Prausnitz MR; Edelman ER; Gimm JA; Langer R; Weaver JC
Biotechnology (N Y) (AL1), 1995 Nov; 13 (11): 1205-9

Therapeutic uses of compounds produced by biotechnology are presently limited by the lack of noninvasive methods for continuous administration of biologically-active macromolecules. Transdermal delivery would be an attractive solution, except macromolecules have not previously been delivered clinically across human skin at therapeutic rates. To increase transport of a highly-charged macromolecule (heparin), high-voltage pulses believed to cause electroporation were applied to skin. Using this approach, transdermal heparin transport across human skin in vitro occurred at therapeutic rates (100-500 micrograms/cm2h), reported to be sufficient for systemic anticoagulation. In contrast, fluxes caused by low-voltage iontophoresis having the same time-averaged current were an order of magnitude lower.
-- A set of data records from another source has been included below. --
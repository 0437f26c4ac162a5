//! The dispatch loop.
//!
//! Walks a validated [`Dag`] breadth-first from its trigger, executing one
//! node at a time against the closed set of eight node kinds. The loop owns
//! a single [`RunState`] for the whole activation; node kinds never see each
//! other's internals, only the shared [`RunContext`] and a ready queue of
//! node ids still waiting to run.

use std::collections::{HashMap, HashSet, VecDeque};
use std::sync::Arc;
use std::time::Duration;

use chrono::Utc;
use serde_json::Value;
use tracing::{debug, info, instrument, warn};

use nodes::expr::{self, Scope};
use nodes::{InvokeRequest, NodeError, ToolInvoker};

use crate::dag::{validate_graph, DagIndex};
use crate::error::EngineError;
use crate::idempotency::{action_idem_key, IdempotencyCache, DEFAULT_TTL_SECS};
use crate::models::{
    ActionData, BackoffKind, Dag, EdgeWhen, GatewayIfData, GatewaySwitchData, JoinData, JoinMode,
    LoopForeachData, LoopWhileData, NodeKind, NodeStatus, OutputVar, RetryPolicy, RunContext,
    RunSource, RunStatus,
};
use crate::render::render;
use crate::retry::backoff_delay;
use crate::store::{NodeExecutionUpdate, RunRecord, RunStore};

/// Runtime knobs independent of any single workflow.
#[derive(Debug, Clone)]
pub struct ExecutorConfig {
    pub idempotency_ttl_secs: u64,
}

impl Default for ExecutorConfig {
    fn default() -> Self {
        Self { idempotency_ttl_secs: DEFAULT_TTL_SECS }
    }
}

/// How a run was activated, independent of the DAG's own trigger metadata.
#[derive(Debug, Clone)]
pub struct ActivationMeta {
    pub run_id: String,
    pub user_id: String,
    pub source: RunSource,
}

/// Terminal state of one run.
#[derive(Debug, Clone)]
pub struct RunOutcome {
    pub run_id: String,
    pub status: RunStatus,
    pub context: RunContext,
    pub node_statuses: HashMap<String, NodeStatus>,
}

struct ReadyItem {
    node_id: String,
    from: String,
}
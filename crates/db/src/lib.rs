//! `db` crate — pure persistence layer.
//!
//! Provides a connection pool, typed row structs, and repository functions
//! for every table in the rusty-automation schema.  No business logic lives here.

pub mod error;
pub mod pool;
pub mod repository;
pub mod models;
pub mod store;

pub use error::DbError;
pub use pool::DbPool;
pub use store::PgStore;
//! `validator` crate — schema/graph/catalog checks, linting, auto-repair,
//! and `executable → dag` compilation.
//!
//! Pure functions: no I/O beyond the `ToolCatalog` snapshot the caller
//! supplies. Kept as a separate crate from `engine` because compilation
//! happens once per workflow edit, not on the dispatch hot path.

pub mod compile;
pub mod error;
pub mod lint;
pub mod model;
pub mod repair;
pub mod validate;
#[cfg(test)]
mod tests;

pub use compile::compile;
pub use error::{
    CompileReport, LintFinding, LintReport, Repair, Severity, Stage, ValidationError, ValidationReport,
};
pub use model::{ExecStep, ExecTrigger, ExecutableWorkflow, TemplateDoc, TriggerKind};
pub use validate::ValidationContext;

use catalog::ToolCatalog;

/// Stage-dispatching `validate`. `Dag` documents are validated directly;
/// `Template`/`Executable` documents go through the JSON-typed entry points
/// in [`validate`] module when the caller already has a typed document.
pub fn validate_template(doc: &TemplateDoc) -> ValidationReport {
    validate::validate_template(doc)
}

pub fn validate_executable(
    doc: &ExecutableWorkflow,
    catalog: &dyn ToolCatalog,
    ctx: &ValidationContext,
) -> ValidationReport {
    validate::validate_executable(doc, catalog, ctx)
}

pub fn validate_dag(dag: &engine::models::Dag) -> ValidationReport {
    validate::validate_dag(dag)
}

pub fn lint_executable(doc: &ExecutableWorkflow) -> LintReport {
    lint::lint_executable(doc)
}

pub fn lint_dag(dag: &engine::models::Dag) -> LintReport {
    lint::lint_dag(dag)
}

pub fn attempt_repair(doc: &ExecutableWorkflow, report: &LintReport) -> (ExecutableWorkflow, Vec<Repair>) {
    repair::attempt_repair(doc, report)
}

/// Full pipeline: validate(executable) → lint+repair → lower → validate(dag)
/// → lint(dag). Stops and reports as soon as a stage leaves blocking errors.
pub fn validate_and_compile(
    doc: &ExecutableWorkflow,
    catalog: &dyn ToolCatalog,
    ctx: &ValidationContext,
) -> CompileReport {
    let exec_report = validate_executable(doc, catalog, ctx);
    if !exec_report.ok {
        return CompileReport { ok: false, dag: None, errors: exec_report.errors, lint: LintReport::default() };
    }

    let mut lint_report = lint_executable(doc);
    let (doc, repairs) = attempt_repair(doc, &lint_report);
    if !repairs.is_empty() {
        let exec_report = validate_executable(&doc, catalog, ctx);
        if !exec_report.ok {
            return CompileReport { ok: false, dag: None, errors: exec_report.errors, lint: lint_report };
        }
        lint_report = lint_executable(&doc);
    }

    let unresolved_errors: Vec<_> = lint_report
        .errors
        .iter()
        .filter(|f| !f.auto_repairable)
        .cloned()
        .collect();
    if !unresolved_errors.is_empty() {
        let errors = unresolved_errors
            .into_iter()
            .map(|f| ValidationError::new(f.code, Stage::Executable, f.path, f.message))
            .collect();
        return CompileReport { ok: false, dag: None, errors, lint: lint_report };
    }

    let dag = compile(&doc);
    let dag_report = validate_dag(&dag);
    if !dag_report.ok {
        return CompileReport { ok: false, dag: None, errors: dag_report.errors, lint: lint_report };
    }

    lint_report.merge(lint_dag(&dag));
    CompileReport { ok: true, dag: Some(dag), errors: Vec::new(), lint: lint_report }
}
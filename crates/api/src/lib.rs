//! `api` crate — HTTP REST API layer.
//!
//! Exposes:
//!   GET    /api/v1/workflows
//!   POST   /api/v1/workflows                    (validate + compile + save)
//!   GET    /api/v1/workflows/:workflow_id
//!   GET    /api/v1/workflows/:workflow_id/:version
//!   POST   /api/v1/workflows/:workflow_id/execute
//!   GET    /api/v1/runs/:run_id
//!   POST   /api/v1/validate/:stage
//!   GET    /api/v1/schedules/:schedule_id
//!   PUT    /api/v1/schedules/:schedule_id
//!   POST   /api/v1/schedules/:schedule_id/pause
//!   DELETE /api/v1/schedules/:schedule_id
//!   POST   /webhook/:path

pub mod handlers;

use std::sync::Arc;

use axum::{
    routing::{delete, get, post, put},
    Router,
};
use catalog::{ActionSpec, InMemoryCatalog, ToolCatalog, TriggerSpec};
use db::{DbPool, PgStore};
use tower_http::cors::{Any, CorsLayer};
use tower_http::trace::TraceLayer;

#[derive(Clone)]
pub struct AppState {
    pub pool: DbPool,
    pub store: Arc<PgStore>,
    pub catalog: Arc<dyn ToolCatalog>,
}

/// The catalog seed used by both the API server and the CLI's `validate`/
/// `compile` commands. A real deployment replaces this with the integration
/// catalog cache `catalog::ToolCatalog`'s own doc comment describes; this
/// stands in with the handful of providers exercised by the built-in mock
/// node and the bundled test workflows.
pub fn bootstrap_catalog() -> InMemoryCatalog {
    InMemoryCatalog::new()
        .with_provider("slack", "Slack")
        .with_provider("github", "GitHub")
        .with_provider("core", "Core")
        .with_action(
            "slack",
            "send_message",
            ActionSpec { required_params: vec!["channel".into()], optional_params: vec!["thread_ts".into()], ..Default::default() },
        )
        .with_action(
            "github",
            "create_issue",
            ActionSpec { required_params: vec!["repo".into(), "title".into()], ..Default::default() },
        )
        .with_action("core", "transform", ActionSpec::default())
        .with_trigger("github", "issue_opened", TriggerSpec { filter_params: vec!["repo".into()] })
        .with_trigger("core", "manual", TriggerSpec::default())
}

pub async fn serve(bind: &str, pool: DbPool) -> Result<(), std::io::Error> {
    let store = Arc::new(PgStore::new(pool.clone()));
    let catalog: Arc<dyn ToolCatalog> = Arc::new(bootstrap_catalog());
    let state = AppState { pool, store, catalog };

    let cors = CorsLayer::new().allow_origin(Any).allow_methods(Any).allow_headers(Any);

    let api_router = Router::new()
        .route("/workflows", get(handlers::workflows::list).post(handlers::workflows::create))
        .route("/workflows/:workflow_id", get(handlers::workflows::get_latest))
        .route("/workflows/:workflow_id/:version", get(handlers::workflows::get_version))
        .route("/workflows/:workflow_id/execute", post(handlers::executions::execute))
        .route("/runs/:run_id", get(handlers::runs::get))
        .route("/validate/:stage", post(handlers::validate::validate))
        .route(
            "/schedules/:schedule_id",
            get(handlers::schedules::get).put(handlers::schedules::upsert).delete(handlers::schedules::delete),
        )
        .route("/schedules/:schedule_id/pause", post(handlers::schedules::pause));

    let app = Router::new()
        .nest("/api/v1", api_router)
        .route("/webhook/:path", post(handlers::webhooks::handle_webhook))
        .layer(cors)
        .layer(TraceLayer::new_for_http())
        .with_state(state);

    let listener = tokio::net::TcpListener::bind(bind).await?;
    tracing::info!("Server listening on {}", listener.local_addr()?);

    axum::serve(listener, app).await
}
Heparin transported across the skin was biologically active, but with only one eighth the anticoagulant activity of heparin in the donor compartment due to preferential transport of small (less active) heparin molecules. Flux, activity, and transport number data together suggest that high-voltage pulsing creates transient changes in skin microstructure which do not occur during iontophoresis. Safety issues are discussed.